Negli ultimi mesi, a seguito dell’emergenza “Sars-Cov-2”, il tema della digitalizzazione è stato – e continua ad essere – tra i più discussi nell’agenda politica europea ed italiana. Di fatto, uno dei pilastri della Commissione Von der Leyen è appunto la transizione green e digitale tramite un programma pan-europeo finanziato dal Recovery fund; anche sulla base dei fondi che arriveranno da Bruxelles l’Italia sta costruendo la sua strategia verso la transizione digitale (infatti, il 20% del Recovery Plan, dovrà finanziare investimenti rivolti alla transizione digitale).

Guardando nello specifico al caso italiano, vediamo come il Belpaese rientra tra gli Stati membri UE in cui le infrastrutture digitali sono meno sviluppate, posizionandosi, in termini di “digitalizzazione”, al 25esimo posto del Digital Economy and Society Index (DESI). 

indice di digitalizzazione nel 2020

Il DESI è un indice composito, pubblicato annualmente dalla Commissione Europea, che rileva lo stato dell’arte ed i progressi compiuti in termini di digitalizzazione dell’economia e della società negli Stati membri UE attraverso 5 macro indicatori: 1) Connettività; 2) Capitale umano; 3) Uso dei servizi internet; 4) Integrazione delle tecnologie digitali; 5) Servizi pubblici digitali, pubblicato a giugno 2020.

Continuando a focalizzarci sui parametri DESI, per quel che riguarda le competenze digitali della popolazione, l’Italia si attesta addirittura all’ultimo posto dell’UE-28.

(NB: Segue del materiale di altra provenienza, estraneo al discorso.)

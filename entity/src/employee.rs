use sea_orm::entity::prelude::*;
use serde::Serialize;

/// One row of the directory table.
///
/// The `table_name` below is only the default; the store always addresses the
/// table through the identifier configured at start-up.
#[derive(Clone, Debug, PartialEq, Eq, DeriveEntityModel)]
#[sea_orm(table_name = "employees")]
pub struct Model {
    #[sea_orm(primary_key)]
    pub id: i32,
    pub last_name: String,
    pub first_name: String,
    pub middle_name: Option<String>,
    pub position: String,
    pub phone: String,
    pub email: Option<String>,
    pub building: Building,
    pub comments: Option<String>,
    pub status: Status,
    pub created_at: DateTimeWithTimeZone,
}

impl Model {
    /// "Last First Middle", skipping an empty middle name.
    pub fn full_name(&self) -> String {
        match self.middle_name.as_deref().filter(|m| !m.is_empty()) {
            Some(middle) => format!("{} {} {}", self.last_name, self.first_name, middle),
            None => format!("{} {}", self.last_name, self.first_name),
        }
    }
}

#[derive(Copy, Clone, Debug, EnumIter, DeriveRelation)]
pub enum Relation {}

impl ActiveModelBehavior for ActiveModel {}

#[derive(Copy, Clone, Debug, EnumIter, DeriveActiveEnum, Eq, PartialEq, Serialize)]
#[sea_orm(rs_type = "String", db_type = "String(Some(50))")]
pub enum Building {
    #[sea_orm(string_value = "HQ-A")]
    #[serde(rename = "HQ-A")]
    HqA,
    #[sea_orm(string_value = "HQ-B")]
    #[serde(rename = "HQ-B")]
    HqB,
    #[sea_orm(string_value = "everywhere")]
    #[serde(rename = "everywhere")]
    Everywhere,
    #[sea_orm(string_value = "remote")]
    #[serde(rename = "remote")]
    Remote,
}

impl Building {
    pub fn as_str(self) -> &'static str {
        match self {
            Building::HqA => "HQ-A",
            Building::HqB => "HQ-B",
            Building::Everywhere => "everywhere",
            Building::Remote => "remote",
        }
    }
}

#[derive(Copy, Clone, Debug, EnumIter, DeriveActiveEnum, Eq, PartialEq, Serialize)]
#[sea_orm(rs_type = "String", db_type = "String(Some(20))")]
#[serde(rename_all = "lowercase")]
pub enum Status {
    #[sea_orm(string_value = "active")]
    Active,
    #[sea_orm(string_value = "terminated")]
    Terminated,
    #[sea_orm(string_value = "external")]
    External,
}

impl Status {
    pub fn as_str(self) -> &'static str {
        match self {
            Status::Active => "active",
            Status::Terminated => "terminated",
            Status::External => "external",
        }
    }
}

#[cfg(test)]
mod tests {
    use super::*;
    use sea_orm::{ActiveEnum, Iterable};

    #[test]
    fn enum_labels_match_stored_values() {
        for building in Building::iter() {
            assert_eq!(building.to_value(), building.as_str());
        }
        for status in Status::iter() {
            assert_eq!(status.to_value(), status.as_str());
        }
    }

    #[test]
    fn unknown_stored_values_are_rejected() {
        assert!(Building::try_from_value(&"basement".to_string()).is_err());
        assert!(Status::try_from_value(&"Active".to_string()).is_err());
        assert_eq!(
            Status::try_from_value(&"external".to_string()).unwrap(),
            Status::External
        );
    }
}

competenze digitali in italia

Possiamo affermare, quindi, che il dibattito interno in Italia si concentra su due elementi chiave: 

Il digital divide, in particolare in relazione al problema della scarsità delle competenze digitali dei cittadini, evidenzia una delle marcate differenze nella popolazione italiana, tra chi può essere definito come “qualificato” e chi “per nulla qualificato”, ossia coloro per i quali risultano essenziali dei percorsi di formazione al fine di colmare il gap con la media europea tramite, ad esempio, il programma Repubblica digitale. Questa iniziativa fa parte della più ampia strategia per l’innovazione e la trasformazione digitale del paese – Italia 2025  del Ministero per l’innovazione tecnologica e digitale, al fine di favorire la cosiddetta “inclusione digitale”.

Per arrivare all’obiettivo dell’inclusione digitale, non è sufficiente avviare programmi, quali Italia 2025 e stanziare i fondi, ma è essenziale sollecitare e coinvolgere tutti gli attori istituzionali, come regioni ed enti locali e le stesse associazioni della società civile, al fine di raggiungere una fetta più ampia possibile della popolazione italiana, soprattutto coloro i quali si trovano ai margini della società. 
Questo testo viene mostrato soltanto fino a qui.